The two answers I expected to see have already been posted, they are:

  1. " {} publication" of a match variable for use later within the same regex/matching operation (technically a backreference):
    > say $/ if 'hellohelloworldworld' ~~ m/ ^(h\w+?o) {} $0 world /;
    「hellohelloworld」
     0 => 「hello」
    > say $/ if 'hellohelloworldworld' ~~ m/ ^(h\w+?o) world /;
    「hellohelloworld」
     0 => 「hellohello」

and,

  1. use of Raku's dedicated " <~~> recursing-match" operator within the regex.

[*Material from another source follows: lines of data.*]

//! Atomically-refcounted shared cell (spec §4.6 "SharedData", §5
//! "`SharedData` explicitly uses atomic refcounts; its contents are
//! accessed only under its own lock").
//!
//! Unlike `crate::heap`'s per-box refcount (a plain, deliberately
//! non-atomic `Cell<usize>` — spec §5's "reference-count machinery is not
//! thread-safe by default"), the handle this module hands out is an `Arc`,
//! whose refcount *is* atomic, so the handle itself is safe to clone and
//! drop from whatever Tasks or schedulers hold it. The `Value` payload it
//! wraps is read and written only while the inner `parking_lot::Mutex` is
//! held, so no two Tasks ever observe it mid-mutation even if a future
//! embedder binds more than one scheduler to the same process.

use crate::value::Value;
use dashmap::DashMap;
use parking_lot::Mutex as ParkingLotMutex;
use std::sync::atomic::{AtomicU64, Ordering};
use std::sync::Arc;

static NEXT_SHARED_DATA_ID: AtomicU64 = AtomicU64::new(1);

/// Unique identifier for a SharedData cell, stable across the lifetime of
/// the runtime.
#[derive(Debug, Clone, Copy, PartialEq, Eq, Hash, PartialOrd, Ord)]
pub struct SharedDataId(u64);

impl SharedDataId {
    /// Allocate a fresh, globally unique shared-data ID.
    pub fn new() -> Self {
        SharedDataId(NEXT_SHARED_DATA_ID.fetch_add(1, Ordering::Relaxed))
    }

    /// Reconstruct a shared-data ID from its raw numeric value.
    pub fn from_u64(id: u64) -> Self {
        SharedDataId(id)
    }

    /// Get the raw numeric value.
    pub fn as_u64(&self) -> u64 {
        self.0
    }
}

impl Default for SharedDataId {
    fn default() -> Self {
        Self::new()
    }
}

/// A single lock-guarded `Value` slot shared between Tasks. Reading and
/// writing always go through the lock; callers own retain/release
/// discipline for whatever `Value` passes through `get`/`set`, the same
/// convention `crate::eval::frame::Environment::set` uses.
pub struct SharedData {
    id: SharedDataId,
    inner: ParkingLotMutex<Value>,
}

impl SharedData {
    /// Create a new shared cell seeded with `initial`. The caller retains
    /// `initial` on the cell's behalf before calling this, if it is a
    /// pointer-tagged value.
    pub fn new(id: SharedDataId, initial: Value) -> Self {
        Self { id, inner: ParkingLotMutex::new(initial) }
    }

    /// Get the cell ID.
    pub fn id(&self) -> SharedDataId {
        self.id
    }

    /// Read the current value under the lock.
    pub fn get(&self) -> Value {
        *self.inner.lock()
    }

    /// Replace the value under the lock, returning the value that was
    /// there before so the caller can release it.
    pub fn set(&self, new: Value) -> Value {
        std::mem::replace(&mut *self.inner.lock(), new)
    }
}

/// Registry mapping `SharedDataId` to the shared `SharedData` instance.
/// Mirrors [`crate::sync::MutexRegistry`]: every `new SharedData($initial)`
/// expression in evaluated source allocates an entry here.
#[derive(Default)]
pub struct SharedDataRegistry {
    cells: DashMap<SharedDataId, Arc<SharedData>>,
}

impl SharedDataRegistry {
    /// Create an empty registry.
    pub fn new() -> Self {
        Self { cells: DashMap::new() }
    }

    /// Allocate and register a new shared cell seeded with `initial`,
    /// returning its ID.
    pub fn create(&self, initial: Value) -> SharedDataId {
        let id = SharedDataId::new();
        self.cells.insert(id, Arc::new(SharedData::new(id, initial)));
        id
    }

    /// Look up a registered shared cell by ID.
    pub fn get(&self, id: SharedDataId) -> Option<Arc<SharedData>> {
        self.cells.get(&id).map(|entry| entry.clone())
    }

    /// Remove a shared cell from the registry.
    pub fn remove(&self, id: SharedDataId) -> Option<Arc<SharedData>> {
        self.cells.remove(&id).map(|(_, c)| c)
    }

    /// Number of live shared cells.
    pub fn len(&self) -> usize {
        self.cells.len()
    }

    /// Whether the registry holds no shared cells.
    pub fn is_empty(&self) -> bool {
        self.cells.is_empty()
    }
}

#[cfg(test)]
mod tests {
    use super::*;

    #[test]
    fn get_reflects_initial_value() {
        let cell = SharedData::new(SharedDataId::new(), Value::of_int(5));
        assert_eq!(cell.get().as_int(), Some(5));
    }

    #[test]
    fn set_returns_previous_value_and_updates() {
        let cell = SharedData::new(SharedDataId::new(), Value::of_int(1));
        let old = cell.set(Value::of_int(2));
        assert_eq!(old.as_int(), Some(1));
        assert_eq!(cell.get().as_int(), Some(2));
    }

    #[test]
    fn registry_create_get_remove() {
        let registry = SharedDataRegistry::new();
        let id = registry.create(Value::null());
        assert!(registry.get(id).unwrap().get().is_null());
        assert!(registry.remove(id).is_some());
        assert!(registry.get(id).is_none());
        assert!(registry.is_empty());
    }
}
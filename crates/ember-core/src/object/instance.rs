//! Object and struct instances: slot vectors addressed through a shape
//! (spec §3 "Object", "Struct", §8 "shape transitions").

use super::class::Class;
use super::shape::Shape;
use crate::value::Value;
use std::cell::RefCell;
use std::rc::Rc;

/// A heap object instance: a class pointer plus a shape-addressed slot
/// vector. Dynamic property addition transitions `shape` to a child and
/// appends a slot; declared properties are present from construction, so
/// in practice only dynamically-added properties trigger a transition.
pub struct Object {
    pub class: Rc<Class>,
    shape: RefCell<Rc<Shape>>,
    slots: RefCell<Vec<Value>>,
}

impl Object {
    /// Construct a fresh instance with `class`'s root shape and declared
    /// defaults (or `Value::null()` where no default is given) already in
    /// their slots.
    pub fn new(class: Rc<Class>) -> Self {
        let shape = class.root_shape();
        let props = class.all_instance_properties();
        let slots = props
            .iter()
            .map(|p| p.default.unwrap_or_else(Value::null))
            .collect();
        Self {
            class,
            shape: RefCell::new(shape),
            slots: RefCell::new(slots),
        }
    }

    pub fn shape(&self) -> Rc<Shape> {
        self.shape.borrow().clone()
    }

    /// Read a property by name. Retains the returned value; the caller
    /// owns that retain.
    pub fn get(&self, name: &str) -> Option<Value> {
        let offset = self.shape.borrow().offset(name)?;
        let v = self.slots.borrow()[offset];
        crate::heap::retain(v);
        Some(v)
    }

    /// Write a property, transitioning the shape if `name` is new.
    /// Returns the previous value (if overwriting), which the caller must
    /// release.
    pub fn set(&self, name: &str, value: Value) -> Option<Value> {
        let offset = self.shape.borrow().offset(name);
        match offset {
            Some(idx) => {
                let mut slots = self.slots.borrow_mut();
                Some(std::mem::replace(&mut slots[idx], value))
            }
            None => {
                let new_shape = self.shape.borrow().transition(name);
                *self.shape.borrow_mut() = new_shape;
                self.slots.borrow_mut().push(value);
                None
            }
        }
    }

    pub fn has(&self, name: &str) -> bool {
        self.shape.borrow().has(name)
    }

    /// All currently live slot values, for GC tracing and destructor runs.
    pub fn slot_values(&self) -> Vec<Value> {
        self.slots.borrow().clone()
    }

    /// Read a slot directly by offset, bypassing the shape walk — the
    /// inline-cache hit path (spec §4.3 "Inline cache"). Retains the
    /// returned value, same contract as `get`.
    pub fn get_at(&self, offset: usize) -> Option<Value> {
        let slots = self.slots.borrow();
        let v = *slots.get(offset)?;
        crate::heap::retain(v);
        Some(v)
    }

    /// Write a slot directly by offset, bypassing the shape walk. Returns
    /// the previous value for the caller to release. Only valid for an
    /// offset the cache already confirmed belongs to this object's shape.
    pub fn set_at(&self, offset: usize, value: Value) -> Option<Value> {
        let mut slots = self.slots.borrow_mut();
        let slot = slots.get_mut(offset)?;
        Some(std::mem::replace(slot, value))
    }

    /// `clone` semantics (spec §4.3 "Clone semantics"): a shallow copy of
    /// the slot vector sharing `other`'s current shape, retaining each
    /// slot value. Callers run `__clone` on the result themselves — this
    /// just performs the structural copy.
    pub fn shallow_clone(other: &Object) -> Object {
        let slots = other.slots.borrow().clone();
        for v in &slots {
            crate::heap::retain(*v);
        }
        Object {
            class: other.class.clone(),
            shape: RefCell::new(other.shape.borrow().clone()),
            slots: RefCell::new(slots),
        }
    }
}

impl std::fmt::Debug for Object {
    fn fmt(&self, f: &mut std::fmt::Formatter<'_>) -> std::fmt::Result {
        f.debug_struct("Object").field("class", &self.class.name).finish()
    }
}

/// A struct instance: a value type with copy-on-assign semantics (spec §3
/// "Struct"). Unlike `Object`, struct fields are positional (declared
/// order, no dynamic properties) and cloning a struct deep-copies its
/// field vector, retaining any pointer-valued fields.
pub struct StructInstance {
    pub class: Rc<Class>,
    pub fields: Vec<Value>,
}

impl StructInstance {
    pub fn new(class: Rc<Class>) -> Self {
        let fields = class
            .all_instance_properties()
            .iter()
            .map(|p| p.default.unwrap_or_else(Value::null))
            .collect();
        Self { class, fields }
    }

    pub fn field_index(&self, name: &str) -> Option<usize> {
        self.class
            .all_instance_properties()
            .iter()
            .position(|p| p.name == name)
    }

    /// Deep-copy semantics for `clone with { ... }` and pass-by-value
    /// struct assignment: every field value is retained so the copy owns
    /// an independent reference.
    pub fn deep_clone(&self) -> Self {
        for v in &self.fields {
            crate::heap::retain(*v);
        }
        Self {
            class: self.class.clone(),
            fields: self.fields.clone(),
        }
    }
}

impl std::fmt::Debug for StructInstance {
    fn fmt(&self, f: &mut std::fmt::Formatter<'_>) -> std::fmt::Result {
        f.debug_struct("StructInstance").field("class", &self.class.name).finish()
    }
}

#[cfg(test)]
mod tests {
    use super::*;
    use crate::object::class::ClassBuilder;

    fn empty_class(name: &str) -> Rc<Class> {
        Rc::new(ClassBuilder::new(name).build().unwrap())
    }

    #[test]
    fn dynamic_property_transitions_shape() {
        let obj = Object::new(empty_class("Dyn"));
        assert!(!obj.has("extra"));
        obj.set("extra", Value::of_int(5));
        assert!(obj.has("extra"));
        assert_eq!(obj.get("extra"), Some(Value::of_int(5)));
    }

    #[test]
    fn overwrite_keeps_shape_and_returns_old_value() {
        let obj = Object::new(empty_class("X"));
        obj.set("a", Value::of_int(1));
        let old = obj.set("a", Value::of_int(2));
        assert_eq!(old, Some(Value::of_int(1)));
        assert_eq!(obj.get("a"), Some(Value::of_int(2)));
    }

    #[test]
    fn struct_deep_clone_copies_fields() {
        let class = empty_class("Point");
        let mut s = StructInstance::new(class);
        s.fields.push(Value::of_int(1));
        let clone = s.deep_clone();
        assert_eq!(clone.fields, s.fields);
    }
}
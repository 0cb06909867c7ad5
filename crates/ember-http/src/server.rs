//! Single-threaded accept loop binding `Router`-matched requests to pooled
//! `RequestContext`s (spec §4.7 steps 1-6).

use std::io::Write;
use std::net::{TcpListener, TcpStream, ToSocketAddrs};
use std::time::Duration;

use crate::context::ContextPool;
use crate::error::{HttpError, HttpResult};
use crate::request::parse_request;
use crate::response::HttpResponse;
use crate::router::Router;

/// Per-connection deadlines (spec §5 "Timeouts").
#[derive(Debug, Clone, Copy)]
pub struct ServerLimits {
    /// Maximum time to wait for a full request once a connection is accepted.
    pub request_timeout: Duration,
    /// Maximum time an idle keep-alive connection may sit before being closed.
    ///
    /// Every response this server writes carries `Connection: close`
    /// (`HttpResponse::serialize`), so this ceiling currently only bounds
    /// the read side of a slow client; it has no effect until keep-alive
    /// connections are supported.
    pub keep_alive_timeout: Duration,
}

impl Default for ServerLimits {
    fn default() -> Self {
        Self {
            request_timeout: Duration::from_secs(30),
            keep_alive_timeout: Duration::from_secs(5),
        }
    }
}

/// A single-threaded HTTP/1.1 server: one accept loop, a [`Router`], and a
/// bounded [`ContextPool`] of request contexts reused across connections.
///
/// Every connection is handled to completion (request parsed, handler run,
/// response written) before the next `accept()` — spec §4.7's "accept loop
/// is single-threaded by default". An embedder that wants concurrent
/// connections runs several `HttpServer`s, each with its own `Vm`, since
/// `ember-core`'s refcounting is not thread-safe (spec §5).
pub struct HttpServer {
    router: Router,
    contexts: ContextPool,
    limits: ServerLimits,
}

impl HttpServer {
    /// A server with no connections served yet, routing through `router`.
    pub fn new(router: Router) -> Self {
        Self { router, contexts: ContextPool::new(), limits: ServerLimits::default() }
    }

    /// Override the default request/keep-alive timeouts.
    pub fn with_limits(mut self, limits: ServerLimits) -> Self {
        self.limits = limits;
        self
    }

    /// Bind and serve forever, handling one connection at a time.
    pub fn serve(&mut self, addr: impl ToSocketAddrs) -> HttpResult<()> {
        let listener = TcpListener::bind(addr)?;
        for stream in listener.incoming() {
            let stream = stream?;
            if let Err(err) = self.handle_connection(stream) {
                tracing::warn!(error = %err, "http connection failed");
            }
        }
        Ok(())
    }

    /// Handle exactly one already-accepted connection (spec §4.7 steps 1-6).
    /// Exposed separately from [`Self::serve`] so tests, and embedders that
    /// manage their own listener (e.g. behind an OS thread pool, one
    /// `HttpServer` per thread), can drive the request lifecycle directly.
    pub fn handle_connection(&mut self, stream: TcpStream) -> HttpResult<()> {
        stream.set_read_timeout(Some(self.limits.request_timeout))?;
        stream.set_write_timeout(Some(self.limits.request_timeout))?;

        // Steps 1-2: acquire a pooled context; its arena comes along with it.
        let mut handle = self.contexts.acquire();

        // Step 3: parse the request.
        let response = match parse_request(&stream) {
            Ok(request) => {
                let route = self.router.find(&request.method, &request.path);
                let ctx = self.contexts.get_mut(&mut handle);
                ctx.request = request;
                match route {
                    // Step 4: invoke the matched handler.
                    Some((handler, params)) => {
                        ctx.params = params;
                        handler.handle(ctx)
                    }
                    None => HttpResponse::text(404, format!("no route for {} {}", ctx.request.method, ctx.request.path)),
                }
            }
            Err(HttpError::Io(err)) => {
                self.contexts.release(handle);
                return Err(HttpError::Io(err));
            }
            Err(err) => {
                tracing::warn!(error = %err, "malformed request");
                HttpResponse::text(400, err.to_string())
            }
        };

        // Step 6: arena resets and the context returns to its pool.
        self.contexts.release(handle);
        // Step 5: serialise and write the response.
        write_response(stream, &response)
    }
}

fn write_response(mut stream: TcpStream, response: &HttpResponse) -> HttpResult<()> {
    stream.write_all(&response.serialize())?;
    stream.flush()?;
    Ok(())
}

#[cfg(test)]
mod tests {
    use super::*;
    use crate::context::RequestContext;
    use std::io::Read;
    use std::net::TcpStream as ClientStream;
    use std::thread;

    fn roundtrip(server: &mut HttpServer, request: &'static [u8]) -> String {
        let listener = TcpListener::bind("127.0.0.1:0").unwrap();
        let addr = listener.local_addr().unwrap();
        let writer = thread::spawn(move || {
            let mut client = ClientStream::connect(addr).unwrap();
            client.write_all(request).unwrap();
            let mut response = String::new();
            client.read_to_string(&mut response).unwrap();
            response
        });
        let (stream, _) = listener.accept().unwrap();
        server.handle_connection(stream).unwrap();
        writer.join().unwrap()
    }

    #[test]
    fn matched_route_runs_its_handler() {
        let mut router = Router::new();
        router.route("GET", "/hello/:name", |ctx: &mut RequestContext| {
            HttpResponse::text(200, format!("hi {}", ctx.param("name").unwrap_or("?")))
        });
        let mut server = HttpServer::new(router);
        let response = roundtrip(&mut server, b"GET /hello/ada HTTP/1.1\r\nHost: x\r\n\r\n");
        assert!(response.starts_with("HTTP/1.1 200 OK\r\n"));
        assert!(response.ends_with("hi ada"));
    }

    #[test]
    fn unmatched_route_is_404() {
        let mut server = HttpServer::new(Router::new());
        let response = roundtrip(&mut server, b"GET /nope HTTP/1.1\r\nHost: x\r\n\r\n");
        assert!(response.starts_with("HTTP/1.1 404"));
    }

    #[test]
    fn contexts_return_to_the_pool_after_each_request() {
        let mut router = Router::new();
        router.route("GET", "/", |_ctx: &mut RequestContext| HttpResponse::ok());
        let mut server = HttpServer::new(router);
        roundtrip(&mut server, b"GET / HTTP/1.1\r\nHost: x\r\n\r\n");
        assert_eq!(server.contexts.live_count(), 0);
    }
}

In true TMTOWTDI-spirit, there is however a third option, using Raku's :nd() adverb to achieve a sort of "poor-man's" recursion. Starting from the ['(' \w* ] grouping, you can successively pull out 「(bird」, 「(in」, and 「(nest」 from the input string (bird(in(nest))). Or all three at once (last example):

In the Raku REPL:

> my $nested = "(bird(in(nest)))";
(bird(in(nest)))
> say $nested;
(bird(in(nest)))
> say  $nested ~~ m:1st/ ['(' \w* ] /;
「(bird」
> say  $nested ~~ m:2nd/ ['(' \w* ] /;
「(in」
> say  $nested ~~ m:3rd/ ['(' \w* ] /;
「(nest」
> say  $nested ~~ m:nd(1..3)/ ['(' \w* ] /;
(「(bird」 「(in」 「(nest」)
>

Behind the scenes this is most likely using Raku's :position adverb or :continue adverb, in conjunction with Raku's $/.to match variable:

> say  $nested ~~ m/ ['(' \w* ] /;
「(bird」
> say  $nested ~~ m:pos($/.to)/ ['(' \w* ] / given $nested ~~ m/ ['(' \w* ] /;
「(in」
> say  $nested ~~ m:pos($/.to)/ ['(' \w* ] / given $nested ~~ (m/ ['(' \w* ] / && m:pos($/.to)/ ['(' \w* ] /);
「(nest」
> 

Again, Raku gives you a lot of different ways to approach the problem, which is one of the niceties of the language.